EXERCISE BRIEF —
Copy every line from the material below that holds "WorkerPanicked".

○ ○ ○

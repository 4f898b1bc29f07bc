//! Flattens normalized records into a rectangular table.

use crate::models::{
    NormalizedAirQualityRecord, NormalizedForecastRecord, NormalizedWeatherSnapshot, Temperature,
};
use crate::pipeline::Records;
use comfy_table::presets::UTF8_FULL;
use comfy_table::ContentArrangement;
use rayon::prelude::*;

/// Column name -> cell text, in column order.
type Row = Vec<(String, String)>;

/// Header row plus string cells, one row per normalized record.
///
/// Nested mappings (pollutant components, weather features) become one column
/// per key; the column set is the union of keys across rows, in first-seen order.
#[derive(Debug, Clone, PartialEq, Default)]
pub struct Table {
    pub headers: Vec<String>,
    pub rows: Vec<Vec<String>>,
}

impl Table {
    pub fn from_records(records: &Records) -> Self {
        Self::from_rows(record_rows(records))
    }

    /// Batch table: every row is prefixed with a `City` column.
    pub fn from_city_records(batch: &[(String, Records)]) -> Self {
        let rows = batch
            .iter()
            .flat_map(|(city, records)| {
                record_rows(records).into_iter().map(move |row| {
                    let mut prefixed = Vec::with_capacity(row.len() + 1);
                    prefixed.push(("City".to_string(), city.clone()));
                    prefixed.extend(row);
                    prefixed
                })
            })
            .collect();
        Self::from_rows(rows)
    }

    fn from_rows(rows: Vec<Row>) -> Self {
        let mut headers: Vec<String> = Vec::new();
        for row in &rows {
            for (column, _) in row {
                if !headers.contains(column) {
                    headers.push(column.clone());
                }
            }
        }

        let rows = rows
            .into_iter()
            .map(|row| {
                headers
                    .iter()
                    .map(|h| {
                        row.iter()
                            .find(|(column, _)| column == h)
                            .map(|(_, value)| value.clone())
                            .unwrap_or_default()
                    })
                    .collect()
            })
            .collect();

        Self { headers, rows }
    }

    pub fn is_empty(&self) -> bool {
        self.rows.is_empty()
    }

    /// Terminal rendering via `comfy-table`.
    pub fn render(&self) -> comfy_table::Table {
        let mut table = comfy_table::Table::new();
        table
            .load_preset(UTF8_FULL)
            .set_content_arrangement(ContentArrangement::Dynamic)
            .set_header(self.headers.clone());
        for row in &self.rows {
            table.add_row(row.clone());
        }
        table
    }
}

fn record_rows(records: &Records) -> Vec<Row> {
    match records {
        Records::AirQuality(rows) => rows.par_iter().map(air_quality_row).collect(),
        Records::Weather(snapshot) => vec![weather_row(snapshot)],
        Records::Forecast(_, rows) => rows.par_iter().map(forecast_row).collect(),
    }
}

fn air_quality_row(r: &NormalizedAirQualityRecord) -> Row {
    let mut row = vec![
        ("dateTime".to_string(), r.date_time.clone()),
        ("airQualityIndex".to_string(), r.air_quality_index.to_string()),
        (
            "airQualityDescription".to_string(),
            r.air_quality_description.to_string(),
        ),
    ];
    row.extend(r.components.iter().map(|(k, v)| (k.clone(), v.to_string())));
    row
}

fn weather_row(w: &NormalizedWeatherSnapshot) -> Row {
    let mut row = vec![
        ("name".to_string(), w.name.clone()),
        ("country".to_string(), w.country.clone()),
        ("condition".to_string(), w.condition.clone()),
    ];
    row.extend(w.main_features.iter().map(|(k, v)| (k.clone(), v.to_string())));
    row.push(("visibility".to_string(), w.visibility.to_string()));
    row.push(("windSpeed".to_string(), w.wind_speed.to_string()));
    row.push(("windDirection".to_string(), w.wind_direction.to_string()));
    row.push(("cloudiness".to_string(), w.cloudiness.to_string()));
    row
}

fn forecast_row(f: &NormalizedForecastRecord) -> Row {
    let mut row = vec![("dateTime".to_string(), f.date_time.clone())];
    match f.temperature {
        Temperature::Scalar(t) => {
            row.push((
                "temperature".to_string(),
                t.map(|t| t.to_string()).unwrap_or_default(),
            ));
        },
        Temperature::DayNight { day, night } => {
            row.push(("Day Temperature".to_string(), day.to_string()));
            row.push(("Night Temperature".to_string(), night.to_string()));
        },
    }
    row.push(("condition".to_string(), f.condition.clone()));
    row
}
//! Pure transformations from raw provider payloads to flat, table-ready records.
//!
//! Nothing in this module performs I/O or logs: every function maps its input to
//! an output (or a `MissingData` error) and can be exercised without a network.

mod air_quality;
mod forecast;
mod sampling;
mod weather;

pub use air_quality::*;
pub use forecast::*;
pub use sampling::*;
pub use weather::*;

use chrono::{TimeZone, Utc};

/// Formats a Unix timestamp (seconds) as UTC `YYYY-MM-DD HH:MM:SS`.
///
/// Timestamps chrono cannot represent are rendered as the raw number.
pub fn format_timestamp(ts: i64) -> String {
    match Utc.timestamp_opt(ts, 0).single() {
        Some(dt) => dt.format("%Y-%m-%d %H:%M:%S").to_string(),
        None => ts.to_string(),
    }
}

/// Formats a Unix timestamp (seconds) as the UTC date `YYYY-MM-DD`.
pub fn format_date(ts: i64) -> String {
    match Utc.timestamp_opt(ts, 0).single() {
        Some(dt) => dt.format("%Y-%m-%d").to_string(),
        None => ts.to_string(),
    }
}
use crossbeam::channel::{Receiver, Sender, bounded};
use std::sync::atomic::{AtomicBool, Ordering};

use super::{ProgressFn, WorkerPanicked};

/// Bounded worker pool for blocking work items
///
/// Items are fed to at most `max_workers` scoped threads through a bounded
/// channel. Workers send `(index, result)` back to a single collector, so no
/// container is shared between threads. Results come back in input order.
#[derive(Debug, Clone)]
pub struct ParallelExecutor {
    max_workers: usize,
    buffer_size: usize,
}

impl ParallelExecutor {
    pub fn new(max_workers: usize) -> Self {
        let max_workers = max_workers.max(1);
        Self {
            max_workers,
            buffer_size: max_workers * 2,
        }
    }

    pub fn max_workers(&self) -> usize {
        self.max_workers
    }

    /// Run `processor` over every item, stopping dispatch at the first error
    ///
    /// Items already picked up by a worker run to completion before the first
    /// error is returned. Items not yet dispatched are dropped.
    pub fn try_execute<T, R, E, F>(
        &self,
        work_items: Vec<T>,
        processor: F,
        progress: Option<&ProgressFn>,
    ) -> Result<Vec<R>, E>
    where
        T: Send,
        R: Send,
        E: Send + From<WorkerPanicked>,
        F: Fn(T) -> Result<R, E> + Sync,
    {
        let total = work_items.len();
        if total == 0 {
            return Ok(Vec::new());
        }

        let workers = self.max_workers.min(total);
        let (work_tx, work_rx): (Sender<(usize, T)>, Receiver<(usize, T)>) =
            bounded(self.buffer_size);
        let (result_tx, result_rx): (Sender<(usize, Result<R, E>)>, Receiver<(usize, Result<R, E>)>) =
            bounded(self.buffer_size);
        let abort = AtomicBool::new(false);

        crossbeam::thread::scope(|s| {
            let processor = &processor;
            let abort = &abort;

            for worker_id in 0..workers {
                let work_rx = work_rx.clone();
                let result_tx = result_tx.clone();

                s.builder()
                    .name(format!("discovery-worker-{worker_id}"))
                    .spawn(move |_| {
                        while let Ok((index, work_item)) = work_rx.recv() {
                            if abort.load(Ordering::Acquire) {
                                break;
                            }
                            let result = processor(work_item);
                            if result_tx.send((index, result)).is_err() {
                                break; // Collector dropped
                            }
                        }
                    })
                    .map_err(|_| WorkerPanicked)?;
            }

            // Producer: feed work until done or aborted
            s.spawn(move |_| {
                for entry in work_items.into_iter().enumerate() {
                    if abort.load(Ordering::Acquire) || work_tx.send(entry).is_err() {
                        break;
                    }
                }
            });

            // Drop our handles so the channels close when the threads finish
            drop(work_rx);
            drop(result_tx);

            Ok::<_, WorkerPanicked>(Self::collect_results(result_rx, total, abort, progress))
        })
        .map_err(|_| E::from(WorkerPanicked))?
        .map_err(E::from)?
    }

    fn collect_results<R, E>(
        result_rx: Receiver<(usize, Result<R, E>)>,
        total: usize,
        abort: &AtomicBool,
        progress: Option<&ProgressFn>,
    ) -> Result<Vec<R>, E> {
        let mut results = Vec::with_capacity(total);
        let mut first_error = None;
        let mut done = 0;

        while let Ok((index, result)) = result_rx.recv() {
            done += 1;
            match result {
                Ok(value) => results.push((index, value)),
                Err(e) => {
                    abort.store(true, Ordering::Release);
                    first_error.get_or_insert(e);
                }
            }
            if let Some(report) = progress {
                report(done, total);
            }
        }

        if let Some(e) = first_error {
            return Err(e);
        }

        results.sort_by_key(|(index, _)| *index);
        Ok(results.into_iter().map(|(_, value)| value).collect())
    }
}

#[cfg(test)]
mod tests {
    use super::*;
    use std::sync::{Arc, Mutex};
    use std::sync::atomic::AtomicUsize;
    use std::time::Duration;

    #[derive(Debug, PartialEq)]
    enum TestError {
        Failed(i32),
        Panicked,
    }

    impl From<WorkerPanicked> for TestError {
        fn from(_: WorkerPanicked) -> Self {
            TestError::Panicked
        }
    }

    #[test]
    fn test_results_keep_input_order() {
        let executor = ParallelExecutor::new(4);
        let results: Result<Vec<i32>, TestError> = executor.try_execute(
            (1..=20).collect(),
            |x| {
                std::thread::sleep(Duration::from_millis((20 - x) as u64));
                Ok(x * 2)
            },
            None,
        );
        assert_eq!(results.unwrap(), (1..=20).map(|x| x * 2).collect::<Vec<_>>());
    }

    #[test]
    fn test_never_exceeds_worker_limit() {
        let in_flight = AtomicUsize::new(0);
        let watermark = AtomicUsize::new(0);
        let executor = ParallelExecutor::new(3);

        let results: Result<Vec<()>, TestError> = executor.try_execute(
            vec![(); 30],
            |_| {
                let now = in_flight.fetch_add(1, Ordering::SeqCst) + 1;
                watermark.fetch_max(now, Ordering::SeqCst);
                std::thread::sleep(Duration::from_millis(2));
                in_flight.fetch_sub(1, Ordering::SeqCst);
                Ok(())
            },
            None,
        );

        assert_eq!(results.unwrap().len(), 30);
        let observed = watermark.load(Ordering::SeqCst);
        assert!(observed <= 3, "observed {observed} concurrent items with 3 workers");
    }

    #[test]
    fn test_first_error_aborts_dispatch() {
        let processed = AtomicUsize::new(0);
        let executor = ParallelExecutor::new(2);

        let results: Result<Vec<i32>, TestError> = executor.try_execute(
            (0..200).collect(),
            |x| {
                processed.fetch_add(1, Ordering::SeqCst);
                if x == 3 {
                    Err(TestError::Failed(x))
                } else {
                    std::thread::sleep(Duration::from_millis(1));
                    Ok(x)
                }
            },
            None,
        );

        assert_eq!(results.unwrap_err(), TestError::Failed(3));
        assert!(processed.load(Ordering::SeqCst) < 200);
    }

    #[test]
    fn test_worker_panic_is_reported() {
        let executor = ParallelExecutor::new(2);
        let results: Result<Vec<i32>, TestError> = executor.try_execute(
            vec![1, 2, 3],
            |x| {
                if x == 2 {
                    panic!("boom");
                }
                Ok(x)
            },
            None,
        );
        assert_eq!(results.unwrap_err(), TestError::Panicked);
    }

    #[test]
    fn test_progress_reports_every_item() {
        let seen = Arc::new(Mutex::new(Vec::new()));
        let report = {
            let seen = Arc::clone(&seen);
            move |done: usize, total: usize| seen.lock().unwrap().push((done, total))
        };
        let executor = ParallelExecutor::new(2);

        let results: Result<Vec<i32>, TestError> =
            executor.try_execute(vec![1, 2, 3], Ok, Some(&report));

        assert_eq!(results.unwrap(), vec![1, 2, 3]);
        assert_eq!(*seen.lock().unwrap(), vec![(1, 3), (2, 3), (3, 3)]);
    }

    #[test]
    fn test_empty_input() {
        let executor = ParallelExecutor::new(4);
        let results: Result<Vec<i32>, TestError> = executor.try_execute(Vec::new(), Ok, None);
        assert!(results.unwrap().is_empty());
    }
}
use std::path::Path;

use anyhow::{Context, Result};
use clap::{Args, Subcommand, ValueEnum};

use crate::cli::Output;
use crate::config::{CliOverrides, ScoutConfig};

#[derive(Args)]
pub struct ConfigArgs {
    #[command(subcommand)]
    pub command: ConfigCommand,
}

#[derive(Subcommand)]
pub enum ConfigCommand {
    /// Display current merged configuration
    Show {
        /// Output format
        #[arg(short, long, value_enum, default_value_t = ShowFormat::Toml)]
        format: ShowFormat,
    },
    /// Validate the merged configuration
    Validate,
}

#[derive(Clone, Copy, Debug, PartialEq, Eq, ValueEnum)]
pub enum ShowFormat {
    Toml,
    Json,
    Yaml,
}

pub async fn execute(args: ConfigArgs, config_path: Option<&Path>, output: &Output) -> Result<()> {
    let config = ScoutConfig::load_with(config_path, &CliOverrides::default())?;

    match args.command {
        ConfigCommand::Show { format } => {
            println!("{}", render(&config, format)?);
        }
        ConfigCommand::Validate => {
            config.validate().context("Configuration is invalid")?;
            output.success("Configuration is valid!");
            for cp_name in config.discovery.cloud_provider_names() {
                output.list_item(&cp_name);
            }
        }
    }

    Ok(())
}

pub fn render(config: &ScoutConfig, format: ShowFormat) -> Result<String> {
    Ok(match format {
        ShowFormat::Toml => toml::to_string_pretty(config)?,
        ShowFormat::Json => serde_json::to_string_pretty(config)?,
        ShowFormat::Yaml => serde_yml::to_string(config)?,
    })
}

#[cfg(test)]
mod tests {
    use super::*;

    #[test]
    fn test_render_formats() {
        let config = ScoutConfig::default();

        let toml = render(&config, ShowFormat::Toml).unwrap();
        assert!(toml.contains("[discovery]"));
        assert!(toml.contains("max_workers = 10"));

        let json: serde_json::Value =
            serde_json::from_str(&render(&config, ShowFormat::Json).unwrap()).unwrap();
        assert_eq!(json["reservation"]["duration_minutes"], 120);

        let yaml = render(&config, ShowFormat::Yaml).unwrap();
        assert!(yaml.contains("cloud_providers: vcenter"));
    }

    #[test]
    fn test_rendered_toml_loads_back() {
        let mut config = ScoutConfig::default();
        config.discovery.max_workers = 3;
        let parsed: ScoutConfig = toml::from_str(&render(&config, ShowFormat::Toml).unwrap()).unwrap();
        assert_eq!(parsed, config);
    }
}
use std::collections::BTreeMap;
use std::fmt;
use std::sync::Arc;

use super::{EntryKind, InventoryApi, InventoryError, InventoryResult};

/// Inventory handle bound to a single reservation
///
/// Cheap to clone; every discovered resource keeps its own copy.
#[derive(Clone)]
pub struct SandboxApi {
    api: Arc<dyn InventoryApi>,
    reservation_id: String,
}

impl fmt::Debug for SandboxApi {
    fn fmt(&self, f: &mut fmt::Formatter<'_>) -> fmt::Result {
        f.debug_struct("SandboxApi")
            .field("reservation_id", &self.reservation_id)
            .finish_non_exhaustive()
    }
}

impl SandboxApi {
    pub fn new(api: Arc<dyn InventoryApi>, reservation_id: impl Into<String>) -> Self {
        Self {
            api,
            reservation_id: reservation_id.into(),
        }
    }

    pub fn reservation_id(&self) -> &str {
        &self.reservation_id
    }

    /// The unbound inventory, for calls that are not reservation scoped
    pub fn inventory(&self) -> &dyn InventoryApi {
        self.api.as_ref()
    }

    pub fn run_resource_command(
        &self,
        resource: &str,
        command: &str,
        params: &BTreeMap<String, String>,
    ) -> InventoryResult<String> {
        self.api
            .execute_command(&self.reservation_id, resource, command, params)
    }

    pub fn run_connected_command(
        &self,
        resource: &str,
        command: &str,
        tag: &str,
    ) -> InventoryResult<String> {
        self.api
            .execute_connected_command(&self.reservation_id, resource, command, tag)
    }

    pub fn add_to_reservation(&self, resources: &[String]) -> InventoryResult<()> {
        self.api.add_to_reservation(&self.reservation_id, resources)
    }

    pub fn remove_from_reservation(&self, resources: &[String]) -> InventoryResult<()> {
        self.api
            .remove_from_reservation(&self.reservation_id, resources)
    }

    /// `None` refreshes every app currently in the reservation
    pub fn refresh_vm_details(&self, resources: Option<&[String]>) -> InventoryResult<()> {
        self.api.refresh_vm_details(&self.reservation_id, resources)
    }

    /// Names of the resources (not sub-folders) directly inside `folder`
    pub fn iterate_resources(&self, folder: &str) -> InventoryResult<Vec<String>> {
        Ok(self
            .api
            .folder_content(folder)?
            .into_iter()
            .filter(|entry| entry.kind == EntryKind::Resource)
            .map(|entry| entry.name)
            .collect())
    }
}

/// A reservation that lives for one discovery or clear run
///
/// An existing reservation with the same name and owner is reused and left
/// running afterwards; a reservation created here is ended on [`Sandbox::close`]
/// or, failing that, when the sandbox is dropped.
#[derive(Debug)]
pub struct Sandbox {
    api: SandboxApi,
    owned: bool,
    closed: bool,
}

impl Sandbox {
    pub fn open(
        api: Arc<dyn InventoryApi>,
        name: &str,
        owner: Option<&str>,
        duration_minutes: u32,
    ) -> InventoryResult<Self> {
        let owner = match owner {
            Some(owner) if !owner.is_empty() => owner.to_string(),
            _ => api
                .users()?
                .into_iter()
                .next()
                .ok_or(InventoryError::NoUsers)?,
        };

        let existing = api
            .current_reservations(&owner)?
            .into_iter()
            .find(|reservation| reservation.name == name);

        let (reservation_id, owned) = match existing {
            Some(reservation) => {
                tracing::info!(reservation = %reservation.id, name, "reusing existing reservation");
                (reservation.id, false)
            }
            None => {
                let id = api.create_reservation(name, &owner, duration_minutes)?;
                tracing::info!(reservation = %id, name, owner = %owner, duration_minutes, "created reservation");
                (id, true)
            }
        };

        Ok(Self {
            api: SandboxApi::new(api, reservation_id),
            owned,
            closed: false,
        })
    }

    pub fn api(&self) -> &SandboxApi {
        &self.api
    }

    pub fn reservation_id(&self) -> &str {
        self.api.reservation_id()
    }

    /// Whether this sandbox created its reservation (and will end it)
    pub fn is_owned(&self) -> bool {
        self.owned
    }

    pub fn close(mut self) -> InventoryResult<()> {
        self.closed = true;
        if self.owned {
            self.api.inventory().end_reservation(self.api.reservation_id())?;
            tracing::info!(reservation = %self.api.reservation_id(), "ended reservation");
        }
        Ok(())
    }
}

impl Drop for Sandbox {
    fn drop(&mut self) {
        if self.closed || !self.owned {
            return;
        }
        if let Err(e) = self.api.inventory().end_reservation(self.api.reservation_id()) {
            tracing::warn!(reservation = %self.api.reservation_id(), error = %e, "failed to end reservation");
        }
    }
}

#[cfg(test)]
mod tests {
    use super::*;
    use crate::inventory::MemoryInventory;

    #[test]
    fn test_sandbox_creates_and_ends_reservation() {
        let memory = Arc::new(MemoryInventory::new());
        let sandbox = Sandbox::open(memory.clone(), "Autodiscovery - vc", None, 120).unwrap();
        let id = sandbox.reservation_id().to_string();

        assert!(sandbox.is_owned());
        assert!(memory.is_reservation_active(&id));

        sandbox.close().unwrap();
        assert!(!memory.is_reservation_active(&id));
    }

    #[test]
    fn test_sandbox_reuses_reservation_with_same_name() {
        let memory = Arc::new(MemoryInventory::new());
        let existing = memory.create_reservation("Autodiscovery - vc", "admin", 120).unwrap();

        let sandbox = Sandbox::open(memory.clone(), "Autodiscovery - vc", Some("admin"), 120).unwrap();
        assert_eq!(sandbox.reservation_id(), existing);
        assert!(!sandbox.is_owned());

        sandbox.close().unwrap();
        assert!(memory.is_reservation_active(&existing));
    }

    #[test]
    fn test_dropped_sandbox_still_ends_reservation() {
        let memory = Arc::new(MemoryInventory::new());
        let id = {
            let sandbox = Sandbox::open(memory.clone(), "Autodiscovery - vc", None, 120).unwrap();
            sandbox.reservation_id().to_string()
        };
        assert!(!memory.is_reservation_active(&id));
    }

    #[test]
    fn test_sandbox_without_users_fails() {
        let memory = Arc::new(MemoryInventory::new().with_users(Vec::<String>::new()));
        let err = Sandbox::open(memory, "Autodiscovery - vc", None, 120).unwrap_err();
        assert!(matches!(err, InventoryError::NoUsers));
    }
}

○ ○ ○

ANSWER BOX —
use super::{ProgressFn, WorkerPanicked};
        E: Send + From<WorkerPanicked>,
                    .map_err(|_| WorkerPanicked)?;
            Ok::<_, WorkerPanicked>(Self::collect_results(result_rx, total, abort, progress))
        .map_err(|_| E::from(WorkerPanicked))?
    impl From<WorkerPanicked> for TestError {
        fn from(_: WorkerPanicked) -> Self {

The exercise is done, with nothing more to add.